%%

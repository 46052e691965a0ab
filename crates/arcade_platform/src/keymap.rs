//! winit key codes -> symbolic `Key`.

use arcade_core::Key;
use winit::keyboard::{Key as LogicalKey, KeyCode};

/// Map a physical key. Punctuation maps to its unshifted symbol.
pub fn map_physical(code: KeyCode) -> Option<Key> {
    let key = match code {
        KeyCode::KeyA => Key::A,
        KeyCode::KeyB => Key::B,
        KeyCode::KeyC => Key::C,
        KeyCode::KeyD => Key::D,
        KeyCode::KeyE => Key::E,
        KeyCode::KeyF => Key::F,
        KeyCode::KeyG => Key::G,
        KeyCode::KeyH => Key::H,
        KeyCode::KeyI => Key::I,
        KeyCode::KeyJ => Key::J,
        KeyCode::KeyK => Key::K,
        KeyCode::KeyL => Key::L,
        KeyCode::KeyM => Key::M,
        KeyCode::KeyN => Key::N,
        KeyCode::KeyO => Key::O,
        KeyCode::KeyP => Key::P,
        KeyCode::KeyQ => Key::Q,
        KeyCode::KeyR => Key::R,
        KeyCode::KeyS => Key::S,
        KeyCode::KeyT => Key::T,
        KeyCode::KeyU => Key::U,
        KeyCode::KeyV => Key::V,
        KeyCode::KeyW => Key::W,
        KeyCode::KeyX => Key::X,
        KeyCode::KeyY => Key::Y,
        KeyCode::KeyZ => Key::Z,
        KeyCode::Digit0 | KeyCode::Numpad0 => Key::Num0,
        KeyCode::Digit1 | KeyCode::Numpad1 => Key::Num1,
        KeyCode::Digit2 | KeyCode::Numpad2 => Key::Num2,
        KeyCode::Digit3 | KeyCode::Numpad3 => Key::Num3,
        KeyCode::Digit4 | KeyCode::Numpad4 => Key::Num4,
        KeyCode::Digit5 | KeyCode::Numpad5 => Key::Num5,
        KeyCode::Digit6 | KeyCode::Numpad6 => Key::Num6,
        KeyCode::Digit7 | KeyCode::Numpad7 => Key::Num7,
        KeyCode::Digit8 | KeyCode::Numpad8 => Key::Num8,
        KeyCode::Digit9 | KeyCode::Numpad9 => Key::Num9,
        KeyCode::Space => Key::Space,
        KeyCode::Quote => Key::Apostrophe,
        KeyCode::Comma => Key::Comma,
        KeyCode::Minus | KeyCode::NumpadSubtract => Key::Minus,
        KeyCode::Period => Key::Period,
        KeyCode::Slash | KeyCode::NumpadDivide => Key::Slash,
        KeyCode::Semicolon => Key::Semicolon,
        KeyCode::Equal => Key::Equals,
        KeyCode::BracketLeft => Key::LeftBracket,
        KeyCode::Backslash => Key::Backslash,
        KeyCode::BracketRight => Key::RightBracket,
        KeyCode::Backquote => Key::Backtick,
        KeyCode::NumpadAdd => Key::Plus,
        KeyCode::NumpadMultiply => Key::Asterisk,
        KeyCode::ArrowUp => Key::Up,
        KeyCode::ArrowDown => Key::Down,
        KeyCode::ArrowLeft => Key::Left,
        KeyCode::ArrowRight => Key::Right,
        KeyCode::Enter | KeyCode::NumpadEnter => Key::Enter,
        KeyCode::Escape => Key::Escape,
        KeyCode::ShiftLeft | KeyCode::ShiftRight => Key::Shift,
        KeyCode::ControlLeft | KeyCode::ControlRight => Key::Ctrl,
        KeyCode::AltLeft | KeyCode::AltRight => Key::Alt,
        KeyCode::Tab => Key::Tab,
        KeyCode::CapsLock => Key::CapsLock,
        KeyCode::Backspace => Key::Backspace,
        _ => return None,
    };
    Some(key)
}

/// Resolve a key press. Shifted punctuation (`!`, `?`, `{` ...) only exists
/// as a produced character, so a single-character logical key that maps to
/// punctuation wins; everything else goes through the physical code.
pub fn resolve_press(code: KeyCode, logical: &LogicalKey) -> Option<Key> {
    if let LogicalKey::Character(text) = logical {
        let mut chars = text.chars();
        if let (Some(c), None) = (chars.next(), chars.next()) {
            if c.is_ascii_punctuation() {
                if let Some(key) = Key::from_char(c) {
                    return Some(key);
                }
            }
        }
    }
    map_physical(code)
}
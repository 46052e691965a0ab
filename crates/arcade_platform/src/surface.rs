//! The capability the portable core needs from a backend: open, pump
//! events, present a packed pixel frame.

use std::collections::VecDeque;

use arcade_core::{ArcadeConfig, ArcadeError, Key};

#[derive(Debug, Clone, Copy, PartialEq, Eq)]
pub enum SurfaceEvent {
    KeyDown(Key),
    KeyUp(Key),
    CloseRequested,
}

pub trait Surface {
    /// Create the OS resources for a `config.width` x `config.height` window.
    fn open(config: &ArcadeConfig) -> Result<Self, ArcadeError>
    where
        Self: Sized;

    fn size(&self) -> (u32, u32);

    /// Drain every pending OS event into `events` without blocking.
    fn poll_events(&mut self, events: &mut Vec<SurfaceEvent>);

    /// Copy a full `width * height` frame of 0xAARRGGBB pixels to the
    /// visible surface. The alpha byte is ignored.
    fn present(&mut self, frame: &[u32]) -> Result<(), ArcadeError>;
}

/// In-memory surface with scripted events. Used for tests and for builds
/// without a windowing backend.
pub struct HeadlessSurface {
    width: u32,
    height: u32,
    scripted: VecDeque<SurfaceEvent>,
    presented: Vec<u32>,
    present_count: usize,
}

impl HeadlessSurface {
    pub fn new(width: u32, height: u32) -> Self {
        Self {
            width,
            height,
            scripted: VecDeque::new(),
            presented: Vec::new(),
            present_count: 0,
        }
    }

    /// Queue an event for the next `poll_events`.
    pub fn push_event(&mut self, event: SurfaceEvent) {
        self.scripted.push_back(event);
    }

    /// The most recently presented frame (alpha byte cleared).
    pub fn last_frame(&self) -> &[u32] {
        &self.presented
    }

    pub fn present_count(&self) -> usize {
        self.present_count
    }
}

impl Surface for HeadlessSurface {
    fn open(config: &ArcadeConfig) -> Result<Self, ArcadeError> {
        if config.width == 0 || config.height == 0 {
            return Err(ArcadeError::Init(format!(
                "cannot open {}x{} surface",
                config.width, config.height
            )));
        }
        Ok(Self::new(config.width, config.height))
    }

    fn size(&self) -> (u32, u32) {
        (self.width, self.height)
    }

    fn poll_events(&mut self, events: &mut Vec<SurfaceEvent>) {
        events.extend(self.scripted.drain(..));
    }

    fn present(&mut self, frame: &[u32]) -> Result<(), ArcadeError> {
        let expected = self.width as usize * self.height as usize;
        if frame.len() != expected {
            return Err(ArcadeError::Present(format!(
                "frame has {} pixels, surface needs {}",
                frame.len(),
                expected
            )));
        }
        self.presented.clear();
        self.presented
            .extend(frame.iter().map(|px| px & 0x00FF_FFFF));
        self.present_count += 1;
        Ok(())
    }
}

%%

## Your assignment
In the entries, find every line holding "open" and copy it.

## Exercise response
//! The capability the portable core needs from a backend: open, pump
    fn open(config: &ArcadeConfig) -> Result<Self, ArcadeError>
    fn open(config: &ArcadeConfig) -> Result<Self, ArcadeError> {
                "cannot open {}x{} surface",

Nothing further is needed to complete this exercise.